— What needs to be done —
I need the lines below from the one with "the default component" down to the one with "if removed == 0" reproduced exactly, both ends included, and nothing else.

(Collection entries)
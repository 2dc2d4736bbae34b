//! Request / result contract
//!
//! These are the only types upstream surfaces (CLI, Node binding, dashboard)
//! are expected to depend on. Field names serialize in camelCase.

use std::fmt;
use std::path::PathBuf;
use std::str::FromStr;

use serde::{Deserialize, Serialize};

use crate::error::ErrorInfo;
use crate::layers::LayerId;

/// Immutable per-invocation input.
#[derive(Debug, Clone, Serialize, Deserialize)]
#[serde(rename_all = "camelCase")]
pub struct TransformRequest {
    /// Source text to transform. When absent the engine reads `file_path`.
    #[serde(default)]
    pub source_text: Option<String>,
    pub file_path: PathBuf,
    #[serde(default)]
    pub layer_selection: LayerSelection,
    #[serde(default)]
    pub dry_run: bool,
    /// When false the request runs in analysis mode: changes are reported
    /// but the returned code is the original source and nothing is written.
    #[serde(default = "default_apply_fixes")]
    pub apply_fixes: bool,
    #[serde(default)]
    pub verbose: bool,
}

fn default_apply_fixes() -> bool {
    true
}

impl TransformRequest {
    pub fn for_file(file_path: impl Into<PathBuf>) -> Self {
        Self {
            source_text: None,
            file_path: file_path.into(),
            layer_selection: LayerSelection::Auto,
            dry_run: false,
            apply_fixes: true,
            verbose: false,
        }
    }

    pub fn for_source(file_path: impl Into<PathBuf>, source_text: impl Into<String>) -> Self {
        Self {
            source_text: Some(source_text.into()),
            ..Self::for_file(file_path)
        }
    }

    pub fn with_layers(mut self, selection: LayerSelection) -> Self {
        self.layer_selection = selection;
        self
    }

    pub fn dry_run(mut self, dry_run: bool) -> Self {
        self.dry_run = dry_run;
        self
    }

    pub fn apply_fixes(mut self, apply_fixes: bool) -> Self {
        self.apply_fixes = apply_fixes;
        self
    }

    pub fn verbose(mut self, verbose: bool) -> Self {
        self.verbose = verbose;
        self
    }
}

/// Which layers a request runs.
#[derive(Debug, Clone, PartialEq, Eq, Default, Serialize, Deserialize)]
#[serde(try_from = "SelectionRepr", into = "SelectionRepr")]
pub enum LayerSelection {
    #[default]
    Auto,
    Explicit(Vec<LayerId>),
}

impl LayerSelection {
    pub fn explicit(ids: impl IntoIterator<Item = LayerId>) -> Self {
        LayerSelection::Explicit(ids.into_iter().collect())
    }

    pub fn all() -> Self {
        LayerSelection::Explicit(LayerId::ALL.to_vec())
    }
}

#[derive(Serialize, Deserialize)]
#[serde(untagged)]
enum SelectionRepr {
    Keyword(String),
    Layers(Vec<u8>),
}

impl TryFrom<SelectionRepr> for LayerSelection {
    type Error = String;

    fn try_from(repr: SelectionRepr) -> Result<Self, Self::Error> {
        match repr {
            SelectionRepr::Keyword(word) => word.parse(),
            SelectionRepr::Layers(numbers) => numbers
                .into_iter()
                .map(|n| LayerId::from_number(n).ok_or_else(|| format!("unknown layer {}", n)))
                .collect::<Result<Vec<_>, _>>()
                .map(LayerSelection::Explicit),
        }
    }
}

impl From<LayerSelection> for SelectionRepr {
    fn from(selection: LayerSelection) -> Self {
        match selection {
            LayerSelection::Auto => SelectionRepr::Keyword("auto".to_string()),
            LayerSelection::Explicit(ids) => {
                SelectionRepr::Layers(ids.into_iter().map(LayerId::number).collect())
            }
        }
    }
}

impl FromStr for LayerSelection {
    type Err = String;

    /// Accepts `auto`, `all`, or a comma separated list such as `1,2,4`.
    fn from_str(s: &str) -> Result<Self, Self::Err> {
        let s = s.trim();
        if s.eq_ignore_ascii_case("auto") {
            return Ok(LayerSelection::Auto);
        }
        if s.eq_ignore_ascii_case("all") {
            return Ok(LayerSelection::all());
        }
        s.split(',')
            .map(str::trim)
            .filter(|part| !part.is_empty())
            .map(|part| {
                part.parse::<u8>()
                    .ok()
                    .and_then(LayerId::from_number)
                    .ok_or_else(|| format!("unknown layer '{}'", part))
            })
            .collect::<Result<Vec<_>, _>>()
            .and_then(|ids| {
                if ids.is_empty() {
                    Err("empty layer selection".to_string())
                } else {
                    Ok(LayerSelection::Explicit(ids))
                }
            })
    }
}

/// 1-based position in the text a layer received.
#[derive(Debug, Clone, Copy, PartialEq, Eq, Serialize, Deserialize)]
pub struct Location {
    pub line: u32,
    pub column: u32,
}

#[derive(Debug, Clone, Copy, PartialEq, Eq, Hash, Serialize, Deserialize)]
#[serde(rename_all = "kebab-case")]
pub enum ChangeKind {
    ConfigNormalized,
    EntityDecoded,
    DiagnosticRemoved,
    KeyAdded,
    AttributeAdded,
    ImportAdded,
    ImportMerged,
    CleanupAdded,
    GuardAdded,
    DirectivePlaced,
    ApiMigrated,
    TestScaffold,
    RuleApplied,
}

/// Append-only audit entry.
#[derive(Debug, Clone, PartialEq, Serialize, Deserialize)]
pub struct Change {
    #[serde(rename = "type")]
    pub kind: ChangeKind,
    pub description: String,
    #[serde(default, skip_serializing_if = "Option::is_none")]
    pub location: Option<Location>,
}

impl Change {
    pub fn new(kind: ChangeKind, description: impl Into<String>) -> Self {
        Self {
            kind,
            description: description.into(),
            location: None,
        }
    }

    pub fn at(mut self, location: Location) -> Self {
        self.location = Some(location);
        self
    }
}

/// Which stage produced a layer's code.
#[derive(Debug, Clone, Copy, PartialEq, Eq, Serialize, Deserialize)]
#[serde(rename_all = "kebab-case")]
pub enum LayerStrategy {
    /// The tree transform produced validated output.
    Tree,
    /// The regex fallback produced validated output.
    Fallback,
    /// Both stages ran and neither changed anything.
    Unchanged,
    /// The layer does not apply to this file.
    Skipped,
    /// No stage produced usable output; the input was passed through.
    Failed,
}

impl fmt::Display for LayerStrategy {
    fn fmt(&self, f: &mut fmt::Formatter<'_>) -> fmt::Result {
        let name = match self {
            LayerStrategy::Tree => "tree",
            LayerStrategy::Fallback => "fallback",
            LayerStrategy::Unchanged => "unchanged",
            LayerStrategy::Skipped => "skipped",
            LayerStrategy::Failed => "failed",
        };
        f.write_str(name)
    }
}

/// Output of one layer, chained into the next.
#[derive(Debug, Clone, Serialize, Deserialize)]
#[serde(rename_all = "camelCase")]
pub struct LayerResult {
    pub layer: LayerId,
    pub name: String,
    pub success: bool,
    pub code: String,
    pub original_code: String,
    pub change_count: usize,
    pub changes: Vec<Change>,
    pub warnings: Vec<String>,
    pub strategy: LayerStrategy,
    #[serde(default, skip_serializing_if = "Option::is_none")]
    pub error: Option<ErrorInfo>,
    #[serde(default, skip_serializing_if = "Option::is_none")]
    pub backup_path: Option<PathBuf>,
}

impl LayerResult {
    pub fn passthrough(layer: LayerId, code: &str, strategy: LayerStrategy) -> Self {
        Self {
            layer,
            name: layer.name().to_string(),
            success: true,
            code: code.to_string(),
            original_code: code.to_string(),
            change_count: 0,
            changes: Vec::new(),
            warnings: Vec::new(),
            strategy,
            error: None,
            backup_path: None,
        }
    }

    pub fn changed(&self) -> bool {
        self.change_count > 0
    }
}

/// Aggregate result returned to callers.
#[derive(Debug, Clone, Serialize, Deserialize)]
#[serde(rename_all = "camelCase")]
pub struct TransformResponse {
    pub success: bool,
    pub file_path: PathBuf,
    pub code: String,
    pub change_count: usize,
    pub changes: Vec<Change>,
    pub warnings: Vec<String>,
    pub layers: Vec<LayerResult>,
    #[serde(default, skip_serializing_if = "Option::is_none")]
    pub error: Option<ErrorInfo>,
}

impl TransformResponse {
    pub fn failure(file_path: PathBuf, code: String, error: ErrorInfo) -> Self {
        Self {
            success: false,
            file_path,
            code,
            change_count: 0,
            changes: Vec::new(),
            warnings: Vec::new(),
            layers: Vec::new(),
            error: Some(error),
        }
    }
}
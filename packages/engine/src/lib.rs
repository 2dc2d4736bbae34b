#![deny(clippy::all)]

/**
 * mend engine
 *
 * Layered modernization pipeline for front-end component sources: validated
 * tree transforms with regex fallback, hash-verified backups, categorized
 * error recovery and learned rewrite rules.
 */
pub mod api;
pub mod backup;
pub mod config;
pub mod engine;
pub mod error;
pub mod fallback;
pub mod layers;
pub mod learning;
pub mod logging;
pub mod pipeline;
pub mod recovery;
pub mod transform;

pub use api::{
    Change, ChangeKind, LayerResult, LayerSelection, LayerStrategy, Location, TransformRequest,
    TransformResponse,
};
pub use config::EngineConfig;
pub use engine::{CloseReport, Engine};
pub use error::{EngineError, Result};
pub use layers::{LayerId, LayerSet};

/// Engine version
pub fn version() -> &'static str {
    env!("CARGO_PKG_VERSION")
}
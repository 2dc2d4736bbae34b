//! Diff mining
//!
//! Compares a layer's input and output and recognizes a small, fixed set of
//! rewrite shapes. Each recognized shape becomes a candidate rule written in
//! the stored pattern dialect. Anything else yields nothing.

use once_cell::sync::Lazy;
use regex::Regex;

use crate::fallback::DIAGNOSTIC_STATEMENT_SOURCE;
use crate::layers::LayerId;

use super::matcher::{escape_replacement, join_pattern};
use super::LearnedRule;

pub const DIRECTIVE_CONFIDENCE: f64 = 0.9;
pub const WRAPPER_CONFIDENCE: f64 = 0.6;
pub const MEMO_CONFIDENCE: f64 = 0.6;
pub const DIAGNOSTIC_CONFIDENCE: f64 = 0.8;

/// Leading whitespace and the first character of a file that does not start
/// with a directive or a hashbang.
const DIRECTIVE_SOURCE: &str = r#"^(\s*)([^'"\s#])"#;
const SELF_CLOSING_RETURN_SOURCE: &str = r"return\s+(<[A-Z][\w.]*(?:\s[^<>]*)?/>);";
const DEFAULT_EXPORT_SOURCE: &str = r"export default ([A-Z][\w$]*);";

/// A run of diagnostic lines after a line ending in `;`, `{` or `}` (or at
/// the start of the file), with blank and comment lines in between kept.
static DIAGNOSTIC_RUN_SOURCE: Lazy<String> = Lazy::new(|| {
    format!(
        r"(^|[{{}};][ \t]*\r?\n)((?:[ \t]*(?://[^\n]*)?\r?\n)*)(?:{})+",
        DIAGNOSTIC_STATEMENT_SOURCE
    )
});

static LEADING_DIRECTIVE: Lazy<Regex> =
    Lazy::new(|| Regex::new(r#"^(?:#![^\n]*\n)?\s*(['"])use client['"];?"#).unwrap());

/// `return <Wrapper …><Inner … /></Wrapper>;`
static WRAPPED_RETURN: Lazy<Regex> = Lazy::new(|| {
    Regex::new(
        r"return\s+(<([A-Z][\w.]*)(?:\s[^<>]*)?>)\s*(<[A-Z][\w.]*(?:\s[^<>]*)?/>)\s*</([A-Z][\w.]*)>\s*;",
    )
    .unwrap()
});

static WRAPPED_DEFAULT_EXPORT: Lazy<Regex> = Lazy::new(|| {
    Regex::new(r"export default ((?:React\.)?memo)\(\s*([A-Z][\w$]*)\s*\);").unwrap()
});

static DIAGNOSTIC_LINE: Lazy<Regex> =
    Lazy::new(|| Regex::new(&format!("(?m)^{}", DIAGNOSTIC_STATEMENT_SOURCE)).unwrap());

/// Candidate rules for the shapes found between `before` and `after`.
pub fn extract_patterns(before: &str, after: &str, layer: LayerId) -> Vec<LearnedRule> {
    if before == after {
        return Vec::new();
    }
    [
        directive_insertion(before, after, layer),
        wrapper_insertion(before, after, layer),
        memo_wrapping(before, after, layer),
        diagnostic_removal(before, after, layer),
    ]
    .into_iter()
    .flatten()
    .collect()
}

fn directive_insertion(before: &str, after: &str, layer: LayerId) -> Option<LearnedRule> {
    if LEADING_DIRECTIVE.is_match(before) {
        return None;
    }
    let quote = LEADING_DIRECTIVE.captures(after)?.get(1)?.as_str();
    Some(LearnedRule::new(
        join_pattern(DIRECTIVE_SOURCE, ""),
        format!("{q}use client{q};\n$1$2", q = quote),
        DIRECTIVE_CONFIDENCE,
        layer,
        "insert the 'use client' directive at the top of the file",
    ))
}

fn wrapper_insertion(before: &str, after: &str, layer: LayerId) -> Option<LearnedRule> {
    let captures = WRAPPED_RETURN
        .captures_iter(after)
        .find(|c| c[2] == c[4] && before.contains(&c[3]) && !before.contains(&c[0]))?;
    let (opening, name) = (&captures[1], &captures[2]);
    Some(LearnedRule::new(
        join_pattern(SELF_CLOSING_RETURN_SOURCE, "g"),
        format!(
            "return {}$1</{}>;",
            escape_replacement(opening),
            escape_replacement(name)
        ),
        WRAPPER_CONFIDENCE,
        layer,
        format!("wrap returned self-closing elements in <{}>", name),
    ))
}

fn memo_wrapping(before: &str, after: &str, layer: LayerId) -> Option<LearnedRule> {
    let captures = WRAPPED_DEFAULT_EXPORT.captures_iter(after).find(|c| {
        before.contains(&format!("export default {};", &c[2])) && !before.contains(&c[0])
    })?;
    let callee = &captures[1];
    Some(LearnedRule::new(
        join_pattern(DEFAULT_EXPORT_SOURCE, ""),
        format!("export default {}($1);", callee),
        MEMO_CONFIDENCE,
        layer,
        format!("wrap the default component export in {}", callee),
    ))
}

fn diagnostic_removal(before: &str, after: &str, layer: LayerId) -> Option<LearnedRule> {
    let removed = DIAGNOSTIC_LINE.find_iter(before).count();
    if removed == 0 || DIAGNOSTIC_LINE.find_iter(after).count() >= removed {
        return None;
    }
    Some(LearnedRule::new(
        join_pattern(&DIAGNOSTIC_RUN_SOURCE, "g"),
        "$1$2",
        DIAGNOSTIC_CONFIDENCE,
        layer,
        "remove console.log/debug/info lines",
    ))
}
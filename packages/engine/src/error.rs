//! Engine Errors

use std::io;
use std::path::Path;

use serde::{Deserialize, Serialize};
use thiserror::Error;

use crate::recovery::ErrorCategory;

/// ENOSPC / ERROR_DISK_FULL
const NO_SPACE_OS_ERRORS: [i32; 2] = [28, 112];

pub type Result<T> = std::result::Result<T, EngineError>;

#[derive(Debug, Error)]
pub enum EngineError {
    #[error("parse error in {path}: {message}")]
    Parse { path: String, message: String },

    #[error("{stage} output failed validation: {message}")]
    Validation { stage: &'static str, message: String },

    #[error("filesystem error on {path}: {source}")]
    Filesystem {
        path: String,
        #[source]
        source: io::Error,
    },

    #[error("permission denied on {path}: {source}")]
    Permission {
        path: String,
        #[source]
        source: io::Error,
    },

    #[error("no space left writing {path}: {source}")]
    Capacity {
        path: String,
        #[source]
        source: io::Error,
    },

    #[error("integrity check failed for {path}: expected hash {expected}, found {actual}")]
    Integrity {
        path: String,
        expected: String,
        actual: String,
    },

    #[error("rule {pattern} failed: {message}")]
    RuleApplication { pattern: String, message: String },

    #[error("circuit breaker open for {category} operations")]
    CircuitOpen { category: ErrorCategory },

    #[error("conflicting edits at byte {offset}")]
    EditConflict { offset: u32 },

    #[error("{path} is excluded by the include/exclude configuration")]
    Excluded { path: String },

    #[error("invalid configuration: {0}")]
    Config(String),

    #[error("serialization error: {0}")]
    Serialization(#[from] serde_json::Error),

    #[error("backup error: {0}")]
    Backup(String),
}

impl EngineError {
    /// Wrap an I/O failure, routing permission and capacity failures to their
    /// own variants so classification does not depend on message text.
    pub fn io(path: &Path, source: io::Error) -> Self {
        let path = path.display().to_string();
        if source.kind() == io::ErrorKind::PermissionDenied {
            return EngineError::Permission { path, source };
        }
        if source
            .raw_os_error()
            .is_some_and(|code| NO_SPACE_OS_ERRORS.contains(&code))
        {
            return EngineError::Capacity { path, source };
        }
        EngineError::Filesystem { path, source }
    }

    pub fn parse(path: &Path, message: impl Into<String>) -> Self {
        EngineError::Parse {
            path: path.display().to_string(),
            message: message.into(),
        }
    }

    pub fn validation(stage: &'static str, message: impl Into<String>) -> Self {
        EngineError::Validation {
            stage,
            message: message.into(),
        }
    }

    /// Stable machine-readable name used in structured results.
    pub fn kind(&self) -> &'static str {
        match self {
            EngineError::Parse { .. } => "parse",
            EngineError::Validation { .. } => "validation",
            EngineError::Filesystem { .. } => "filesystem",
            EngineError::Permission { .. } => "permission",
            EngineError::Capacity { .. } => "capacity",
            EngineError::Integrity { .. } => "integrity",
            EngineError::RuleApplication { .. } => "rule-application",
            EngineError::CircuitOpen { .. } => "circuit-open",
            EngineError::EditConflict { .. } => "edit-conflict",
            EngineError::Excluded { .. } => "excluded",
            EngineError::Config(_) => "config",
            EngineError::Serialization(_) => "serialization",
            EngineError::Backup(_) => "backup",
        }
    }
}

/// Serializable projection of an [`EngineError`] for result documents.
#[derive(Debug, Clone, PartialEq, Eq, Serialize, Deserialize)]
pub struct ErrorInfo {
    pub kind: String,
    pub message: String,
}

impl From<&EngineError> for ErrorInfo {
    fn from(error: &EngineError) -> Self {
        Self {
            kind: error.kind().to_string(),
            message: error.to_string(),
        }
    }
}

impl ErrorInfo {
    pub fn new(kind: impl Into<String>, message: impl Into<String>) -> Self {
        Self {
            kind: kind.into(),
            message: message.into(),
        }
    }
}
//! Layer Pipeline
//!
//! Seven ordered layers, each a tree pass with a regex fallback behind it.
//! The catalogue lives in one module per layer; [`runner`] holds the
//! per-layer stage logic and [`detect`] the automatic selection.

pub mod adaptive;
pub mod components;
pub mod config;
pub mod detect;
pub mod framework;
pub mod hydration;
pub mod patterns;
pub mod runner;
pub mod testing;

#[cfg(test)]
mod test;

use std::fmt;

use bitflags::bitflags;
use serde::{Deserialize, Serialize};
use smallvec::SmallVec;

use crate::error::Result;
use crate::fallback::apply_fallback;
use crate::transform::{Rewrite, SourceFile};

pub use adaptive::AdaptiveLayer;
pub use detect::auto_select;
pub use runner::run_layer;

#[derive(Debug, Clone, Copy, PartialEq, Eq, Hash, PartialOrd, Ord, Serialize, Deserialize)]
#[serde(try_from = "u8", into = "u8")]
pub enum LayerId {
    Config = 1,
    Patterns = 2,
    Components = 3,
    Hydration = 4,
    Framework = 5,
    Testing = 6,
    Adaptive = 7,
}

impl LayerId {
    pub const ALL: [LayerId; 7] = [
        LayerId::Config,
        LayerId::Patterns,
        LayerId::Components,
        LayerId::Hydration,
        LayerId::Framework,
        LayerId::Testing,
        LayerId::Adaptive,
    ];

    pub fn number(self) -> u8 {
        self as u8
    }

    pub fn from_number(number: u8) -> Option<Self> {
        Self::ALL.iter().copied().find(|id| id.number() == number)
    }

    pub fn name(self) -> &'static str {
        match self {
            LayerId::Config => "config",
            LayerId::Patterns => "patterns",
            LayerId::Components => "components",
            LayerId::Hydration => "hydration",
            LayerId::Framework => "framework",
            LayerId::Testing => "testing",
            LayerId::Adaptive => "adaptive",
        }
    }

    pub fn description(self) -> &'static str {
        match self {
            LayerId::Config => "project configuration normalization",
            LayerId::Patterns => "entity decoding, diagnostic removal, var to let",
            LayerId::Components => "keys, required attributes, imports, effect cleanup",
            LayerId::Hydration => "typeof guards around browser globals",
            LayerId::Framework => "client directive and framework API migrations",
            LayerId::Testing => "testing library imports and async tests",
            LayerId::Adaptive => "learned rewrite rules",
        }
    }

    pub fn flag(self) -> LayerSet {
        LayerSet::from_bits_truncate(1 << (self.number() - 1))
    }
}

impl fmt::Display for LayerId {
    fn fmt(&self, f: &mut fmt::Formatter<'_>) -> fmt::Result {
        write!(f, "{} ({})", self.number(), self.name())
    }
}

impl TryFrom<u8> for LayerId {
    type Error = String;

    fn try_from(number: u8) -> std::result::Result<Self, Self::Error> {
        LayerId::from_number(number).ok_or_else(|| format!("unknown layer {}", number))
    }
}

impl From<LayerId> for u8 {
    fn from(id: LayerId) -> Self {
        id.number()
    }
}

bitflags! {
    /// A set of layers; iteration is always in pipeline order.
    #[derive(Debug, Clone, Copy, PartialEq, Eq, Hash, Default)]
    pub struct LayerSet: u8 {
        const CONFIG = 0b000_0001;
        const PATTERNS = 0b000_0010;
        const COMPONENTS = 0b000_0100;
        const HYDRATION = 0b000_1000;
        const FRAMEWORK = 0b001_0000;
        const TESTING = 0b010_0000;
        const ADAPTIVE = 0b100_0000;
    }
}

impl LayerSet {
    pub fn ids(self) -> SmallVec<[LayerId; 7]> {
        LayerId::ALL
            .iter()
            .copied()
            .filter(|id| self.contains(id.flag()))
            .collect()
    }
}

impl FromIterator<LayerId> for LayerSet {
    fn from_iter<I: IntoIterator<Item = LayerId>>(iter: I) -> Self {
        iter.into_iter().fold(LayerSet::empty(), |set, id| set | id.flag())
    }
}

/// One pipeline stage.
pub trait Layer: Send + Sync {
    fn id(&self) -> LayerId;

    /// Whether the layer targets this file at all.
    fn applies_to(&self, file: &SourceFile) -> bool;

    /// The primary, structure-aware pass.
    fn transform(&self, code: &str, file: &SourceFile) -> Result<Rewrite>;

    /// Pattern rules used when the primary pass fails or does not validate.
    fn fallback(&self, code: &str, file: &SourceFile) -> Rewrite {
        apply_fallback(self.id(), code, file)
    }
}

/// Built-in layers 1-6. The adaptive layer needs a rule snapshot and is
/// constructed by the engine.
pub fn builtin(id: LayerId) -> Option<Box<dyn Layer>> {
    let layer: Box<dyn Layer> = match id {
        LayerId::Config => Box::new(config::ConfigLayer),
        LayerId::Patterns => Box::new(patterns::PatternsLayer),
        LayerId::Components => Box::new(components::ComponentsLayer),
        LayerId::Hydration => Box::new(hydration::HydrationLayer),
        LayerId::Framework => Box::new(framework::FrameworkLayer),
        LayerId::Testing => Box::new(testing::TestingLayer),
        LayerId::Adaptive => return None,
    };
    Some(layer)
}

— The completed task —
        format!("wrap the default component export in {}", callee),
    ))
}

fn diagnostic_removal(before: &str, after: &str, layer: LayerId) -> Option<LearnedRule> {
    let removed = DIAGNOSTIC_LINE.find_iter(before).count();
    if removed == 0 || DIAGNOSTIC_LINE.find_iter(after).count() >= removed {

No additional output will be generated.